Movies

Bugonia (2025): Emma Stone and Jesse Plemons Lead Yorgos Lanthimos’s Surreal Conspiracy Thriller

In Bugonia (2025), the world of paranoia, delusion, and alien suspicion collides with the unmistakable weirdness of Yorgos Lanthimos. The Greek auteur behind Poor Things and The Favourite returns with another absurdist, darkly comic vision—one that blends sci-fi satire, psychological tension, and human madness into a film that is as funny as it is frightening.

Premiering at the Venice Film Festival before its U.S. release on October 24, 2025, Bugonia stars Emma Stone as a powerful corporate CEO abducted by two conspiracy-obsessed young men (Jesse Plemons and Aidan Delbis) who are convinced she’s not human. Their belief: she’s an alien sent to destroy Earth. What unfolds is a chilling, claustrophobic, and darkly hilarious journey into fear, obsession, and the limits of belief.

A modern myth born from madness

The word “bugonia” comes from an ancient myth that bees could be born from the carcass of a dead ox — life emerging from decay. Lanthimos uses that same haunting idea as a metaphor: destruction breeding renewal, insanity birthing truth.

Adapted from the 2003 Korean cult classic Save the Green Planet!, Bugonia reshapes the original’s wild energy into something more grounded but no less disturbing. Written by Will Tracy (The Menu, Succession), the script captures the comedy of obsession and the terror of conviction — two forces that define much of our modern world.

Lanthimos doesn’t just retell a story about kidnapping and delusion. He transforms it into an allegory about truth, power, and the human hunger for meaning, even when that meaning leads to ruin.
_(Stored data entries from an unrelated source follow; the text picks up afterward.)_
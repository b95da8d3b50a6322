//! Shooting stars: fast streaks that fade out independently of the particles.

use rand::Rng;

use super::random::uniform;
use super::state::Bounds;

/// Tail offset per unit of streak length; fixes the streak angle.
const TAIL_SLOPE: f64 = 0.3;

/// A single streak, moving right and down.
#[derive(Clone, Debug, PartialEq)]
pub struct ShootingStar {
	pub x: f64,
	pub y: f64,
	pub vx: f64,
	pub vy: f64,
	pub length: f64,
	pub opacity: f64,
}

impl ShootingStar {
	/// Start at a random point in the upper half of the surface.
	pub fn random<R: Rng + ?Sized>(rng: &mut R, bounds: Bounds) -> Self {
		Self {
			x: uniform(rng, 0.0, bounds.width),
			y: uniform(rng, 0.0, bounds.height / 2.0),
			vx: uniform(rng, 8.0, 12.0),
			vy: uniform(rng, 3.0, 6.0),
			length: uniform(rng, 80.0, 150.0),
			opacity: 1.0,
		}
	}

	/// Head and tail of the streak.
	pub fn segment(&self) -> ((f64, f64), (f64, f64)) {
		(
			(self.x, self.y),
			(self.x - self.length, self.y - self.length * TAIL_SLOPE),
		)
	}
}

/// Live shooting stars, capped at `max` at any time.
#[derive(Clone, Debug)]
pub struct ShootingStarField {
	stars: Vec<ShootingStar>,
	max: usize,
	chance: f64,
	decay: f64,
	margin: f64,
}

impl ShootingStarField {
	pub fn new(max: usize, chance: f64, decay: f64, margin: f64) -> Self {
		Self {
			stars: Vec::with_capacity(max),
			max,
			chance: chance.clamp(0.0, 1.0),
			decay,
			margin,
		}
	}

	/// Spawn one star if under the cap and the per-frame roll succeeds.
	/// Returns whether a star was added.
	pub fn try_spawn<R: Rng + ?Sized>(&mut self, rng: &mut R, bounds: Bounds) -> bool {
		if self.stars.len() >= self.max {
			return false;
		}
		if self.chance < 1.0 && !rng.gen_bool(self.chance) {
			return false;
		}
		self.stars.push(ShootingStar::random(rng, bounds));
		true
	}

	/// Move and fade every star, dropping those that faded out or left the
	/// surface past the right or bottom margin.
	pub fn advance(&mut self, bounds: Bounds) {
		for i in (0..self.stars.len()).rev() {
			let star = &mut self.stars[i];
			star.x += star.vx;
			star.y += star.vy;
			star.opacity -= self.decay;

			if star.opacity <= 0.0
				|| star.x > bounds.width + self.margin
				|| star.y > bounds.height + self.margin
			{
				self.stars.remove(i);
			}
		}
	}

	pub fn stars(&self) -> &[ShootingStar] {
		&self.stars
	}

	pub fn len(&self) -> usize {
		self.stars.len()
	}

	pub fn is_empty(&self) -> bool {
		self.stars.is_empty()
	}

	#[cfg(test)]
	pub(crate) fn push(&mut self, star: ShootingStar) {
		self.stars.push(star);
	}
}
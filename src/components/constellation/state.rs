//! Sky simulation state.
//!
//! Owns the particle registry, the shooting stars, the surface bounds and the
//! random source. Created once when the canvas mounts, then advanced one frame
//! per `tick`. Pointer and resize handlers mutate it between frames.

use log::debug;
use rand::SeedableRng;
use rand::rngs::SmallRng;

use super::config::SkyConfig;
use super::links::links;
use super::particles::{Particle, ParticleRegistry};
use super::render::{self, Canvas};
use super::shooting_stars::{ShootingStar, ShootingStarField};
use super::theme::Theme;

/// Size of the drawing surface in pixels. Never negative.
#[derive(Clone, Copy, Debug, Default, PartialEq)]
pub struct Bounds {
	pub width: f64,
	pub height: f64,
}

impl Bounds {
	/// Clamp negative or non-finite dimensions to zero.
	pub fn new(width: f64, height: f64) -> Self {
		let clamp = |v: f64| if v.is_finite() { v.max(0.0) } else { 0.0 };
		Self {
			width: clamp(width),
			height: clamp(height),
		}
	}
}

/// Complete state of one animated sky.
pub struct SkyState {
	config: SkyConfig,
	bounds: Bounds,
	registry: ParticleRegistry,
	stars: ShootingStarField,
	rng: SmallRng,
	frame_count: u64,
}

impl SkyState {
	/// Seed the sky with a full interior population.
	pub fn new(config: SkyConfig, width: f64, height: f64, seed: u64) -> Self {
		let config = config.sanitized();
		let bounds = Bounds::new(width, height);
		let mut rng = SmallRng::seed_from_u64(seed);

		let mut registry = ParticleRegistry::new(
			config.particle_count,
			config.particle_radius,
			config.phase_max,
		);
		registry.seed(&mut rng, bounds);

		let stars = ShootingStarField::new(
			config.max_shooting_stars,
			config.shooting_star_chance,
			config.shooting_star_decay,
			config.shooting_star_margin,
		);

		Self {
			config,
			bounds,
			registry,
			stars,
			rng,
			frame_count: 0,
		}
	}

	/// Render the current frame, then advance the simulation by one step.
	pub fn tick<C: Canvas + ?Sized>(&mut self, canvas: &mut C, theme: &Theme) {
		let particles = self.registry.particles();

		canvas.clear(self.bounds.width, self.bounds.height);
		render::draw_particles(canvas, particles, &theme.particle);
		render::draw_links(
			canvas,
			links(particles, self.config.link_distance, self.config.link_dim),
			&theme.link,
		);
		render::draw_shooting_stars(canvas, self.stars.stars(), &theme.shooting_star);

		self.step();
	}

	/// Advance one frame without drawing.
	pub fn step(&mut self) {
		self.stars.advance(self.bounds);
		self.registry.advance(
			self.bounds,
			self.config.cull_margin,
			self.config.phase_step,
		);
		self.registry.ensure_population(&mut self.rng, self.bounds);
		self.stars.try_spawn(&mut self.rng, self.bounds);
		self.frame_count += 1;
	}

	/// Track a new surface size. Particles keep their positions.
	pub fn resize(&mut self, width: f64, height: f64) {
		self.bounds = Bounds::new(width, height);
		debug!(
			"homepage-sky: resized to {}x{}",
			self.bounds.width, self.bounds.height
		);
	}

	pub fn pointer_enter(&mut self, x: f64, y: f64) {
		self.registry.attach_pointer(x, y);
		debug!("homepage-sky: pointer entered at ({x}, {y})");
	}

	pub fn pointer_move(&mut self, x: f64, y: f64) {
		self.registry.move_pointer(x, y);
	}

	pub fn pointer_leave(&mut self) {
		if self.registry.detach_pointer() {
			debug!("homepage-sky: pointer left");
		}
	}

	pub fn particles(&self) -> &[Particle] {
		self.registry.particles()
	}

	pub fn shooting_stars(&self) -> &[ShootingStar] {
		self.stars.stars()
	}

	pub fn bounds(&self) -> Bounds {
		self.bounds
	}

	pub fn config(&self) -> &SkyConfig {
		&self.config
	}

	/// Frames advanced since creation.
	pub fn frame_count(&self) -> u64 {
		self.frame_count
	}

	#[cfg(test)]
	pub(crate) fn registry_mut(&mut self) -> &mut ParticleRegistry {
		&mut self.registry
	}

	#[cfg(test)]
	pub(crate) fn stars_mut(&mut self) -> &mut ShootingStarField {
		&mut self.stars
	}
}
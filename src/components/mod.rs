//! UI components.

pub mod constellation;
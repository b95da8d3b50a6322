//! Drawing surface abstraction and frame rendering passes.
//!
//! Passes run in a fixed order so later layers sit on top:
//! 1. Particles (glowing dots; the pointer particle is skipped)
//! 2. Links between nearby particles
//! 3. Shooting stars

use std::f64::consts::PI;

use web_sys::CanvasRenderingContext2d;

use super::links::Link;
use super::particles::Particle;
use super::shooting_stars::ShootingStar;
use super::theme::{Color, LineStyle, ParticleStyle};

/// Immediate-mode 2D drawing primitives the renderer needs.
pub trait Canvas {
	/// Erase the rectangle `(0, 0)..(width, height)`.
	fn clear(&mut self, width: f64, height: f64);
	fn set_fill(&mut self, color: Color);
	fn set_stroke(&mut self, color: Color);
	fn set_line_width(&mut self, width: f64);
	/// Soft glow applied to everything drawn afterwards.
	fn set_glow(&mut self, color: Color, blur: f64);
	fn fill_circle(&mut self, x: f64, y: f64, radius: f64);
	fn stroke_line(&mut self, x1: f64, y1: f64, x2: f64, y2: f64);
}

impl Canvas for CanvasRenderingContext2d {
	fn clear(&mut self, width: f64, height: f64) {
		self.clear_rect(0.0, 0.0, width, height);
	}

	fn set_fill(&mut self, color: Color) {
		self.set_fill_style_str(&color.to_css());
	}

	fn set_stroke(&mut self, color: Color) {
		self.set_stroke_style_str(&color.to_css());
	}

	fn set_line_width(&mut self, width: f64) {
		CanvasRenderingContext2d::set_line_width(self, width);
	}

	fn set_glow(&mut self, color: Color, blur: f64) {
		self.set_shadow_color(&color.to_css());
		self.set_shadow_blur(blur);
	}

	fn fill_circle(&mut self, x: f64, y: f64, radius: f64) {
		self.begin_path();
		let _ = self.arc(x, y, radius, 0.0, PI * 2.0);
		self.fill();
	}

	fn stroke_line(&mut self, x1: f64, y1: f64, x2: f64, y2: f64) {
		self.begin_path();
		self.move_to(x1, y1);
		self.line_to(x2, y2);
		self.stroke();
	}
}

/// Draw every ambient particle as a disc plus a brighter core.
pub fn draw_particles<C: Canvas + ?Sized>(
	canvas: &mut C,
	particles: &[Particle],
	style: &ParticleStyle,
) {
	canvas.set_fill(style.fill);
	for p in particles.iter().filter(|p| !p.is_pointer()) {
		canvas.set_glow(style.glow, style.outer_blur + p.opacity * style.outer_blur_gain);
		canvas.fill_circle(p.x, p.y, p.radius);

		canvas.set_glow(style.glow, style.core_blur + p.opacity * style.core_blur_gain);
		canvas.fill_circle(p.x, p.y, p.radius * style.core_ratio);
	}
}

pub fn draw_links<C, I>(canvas: &mut C, links: I, style: &LineStyle)
where
	C: Canvas + ?Sized,
	I: IntoIterator<Item = Link>,
{
	canvas.set_line_width(style.width);
	canvas.set_glow(style.glow, style.glow_blur);
	for link in links {
		canvas.set_stroke(style.color.with_alpha(link.opacity));
		canvas.stroke_line(link.from.0, link.from.1, link.to.0, link.to.1);
	}
}

pub fn draw_shooting_stars<C: Canvas + ?Sized>(
	canvas: &mut C,
	stars: &[ShootingStar],
	style: &LineStyle,
) {
	canvas.set_line_width(style.width);
	canvas.set_glow(style.glow, style.glow_blur);
	for star in stars.iter().rev() {
		let ((hx, hy), (tx, ty)) = star.segment();
		canvas.set_stroke(style.color.with_alpha(star.opacity));
		canvas.stroke_line(hx, hy, tx, ty);
	}
}


#[cfg(test)]
mod tests {
	use super::testing::{DrawCall, RecordingCanvas};
	use super::*;
	use crate::components::constellation::links::links;
	use crate::components::constellation::particles::ParticleKind;
	use crate::components::constellation::theme::Theme;

	fn dot(x: f64, y: f64, opacity: f64) -> Particle {
		Particle {
			x,
			y,
			vx: 0.0,
			vy: 0.0,
			radius: 3.0,
			opacity,
			phase: 0.0,
			kind: ParticleKind::Ambient,
		}
	}

	#[test]
	fn particle_draws_disc_and_core_with_opacity_glow() {
		let theme = Theme::default();
		let mut canvas = RecordingCanvas::default();
		draw_particles(&mut canvas, &[dot(10.0, 20.0, 0.5)], &theme.particle);

		assert_eq!(
			canvas.calls,
			vec![
				DrawCall::Fill(Color::WHITE),
				DrawCall::Glow(Color::GOLD, 25.0),
				DrawCall::Circle(10.0, 20.0, 3.0),
				DrawCall::Glow(Color::GOLD, 32.5),
				DrawCall::Circle(10.0, 20.0, 3.0 * 0.6),
			]
		);
	}

	#[test]
	fn pointer_particle_is_not_drawn() {
		let theme = Theme::default();
		let mut canvas = RecordingCanvas::default();
		draw_particles(
			&mut canvas,
			&[Particle::pointer(5.0, 5.0), dot(1.0, 1.0, 1.0)],
			&theme.particle,
		);
		assert!(canvas.circles().iter().all(|&(x, _, _)| x == 1.0));
		assert_eq!(canvas.circles().len(), 2);
	}

	#[test]
	fn link_stroke_alpha_matches_opacity() {
		let theme = Theme::default();
		let mut canvas = RecordingCanvas::default();
		let particles = [dot(0.0, 0.0, 1.0), dot(150.0, 0.0, 1.0)];
		draw_links(&mut canvas, links(&particles, 200.0, 0.6), &theme.link);

		assert_eq!(canvas.lines(), vec![(0.0, 0.0, 150.0, 0.0)]);
		let stroke = canvas
			.calls
			.iter()
			.find_map(|c| match c {
				DrawCall::Stroke(color) => Some(*color),
				_ => None,
			})
			.unwrap();
		assert!((stroke.a - 0.15).abs() < 1e-12);
		assert!(canvas.calls.contains(&DrawCall::LineWidth(1.2)));
		assert!(canvas.calls.contains(&DrawCall::Glow(Color::GOLD, 10.0)));
	}

	#[test]
	fn shooting_star_streak() {
		let theme = Theme::default();
		let mut canvas = RecordingCanvas::default();
		let star = ShootingStar {
			x: 300.0,
			y: 200.0,
			vx: 9.0,
			vy: 4.0,
			length: 100.0,
			opacity: 0.5,
		};
		draw_shooting_stars(&mut canvas, &[star], &theme.shooting_star);

		assert_eq!(canvas.lines(), vec![(300.0, 200.0, 200.0, 170.0)]);
		assert!(canvas.calls.contains(&DrawCall::Stroke(Color::WHITE.with_alpha(0.5))));
		assert!(canvas.calls.contains(&DrawCall::LineWidth(2.0)));
	}
}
Emma Stone as Michelle Fuller — the face of fear and power

At the center of Bugonia stands Emma Stone as Michelle Fuller, a high-ranking tech and pharmaceutical CEO whose abduction sparks the film’s conflict. Her character radiates the calm, unflappable composure of someone used to controlling worlds — until that control is stripped away.

As her captors interrogate and torment her, Michelle becomes a mirror for society’s distrust of authority. Is she really an alien invader? Or simply a reflection of how far paranoia can distort the truth? Stone delivers one of her boldest performances yet — both emotionally raw and physically transformative. Her shaved-head scene, one of the film’s most shocking images, symbolizes a total stripping of identity and ego.

Lanthimos once again draws from his long creative bond with Stone, allowing her to embody contradiction: fragile yet indestructible, victim yet possible threat. Michelle’s every expression forces the audience to question not just her humanity, but their own willingness to believe or doubt.

Jesse Plemons as Teddy — the believer on the edge

Few actors can play quiet insanity like Jesse Plemons. As Teddy, one of the two young men convinced the world is being infiltrated, he brings a calm menace that makes Bugonia pulse with dread. Teddy isn’t a cartoon villain; he’s heartbreakingly human — an obsessive who wants to save the world but can’t save himself.

Plemons shapes Teddy as a man whose faith has rotted into fanaticism. His dialogue drips with conviction: “You’ll thank me when they’re gone.” His obsession with bees — caring for them, studying them, worshiping them — becomes a metaphor for the fragile ecosystem of human sanity.

Through him, Lanthimos explores the modern conspiracy mindset: the way loneliness, loss, and disillusionment breed stories that make the unbearable world feel ordered again. Teddy’s sincerity is what makes him terrifying. He believes.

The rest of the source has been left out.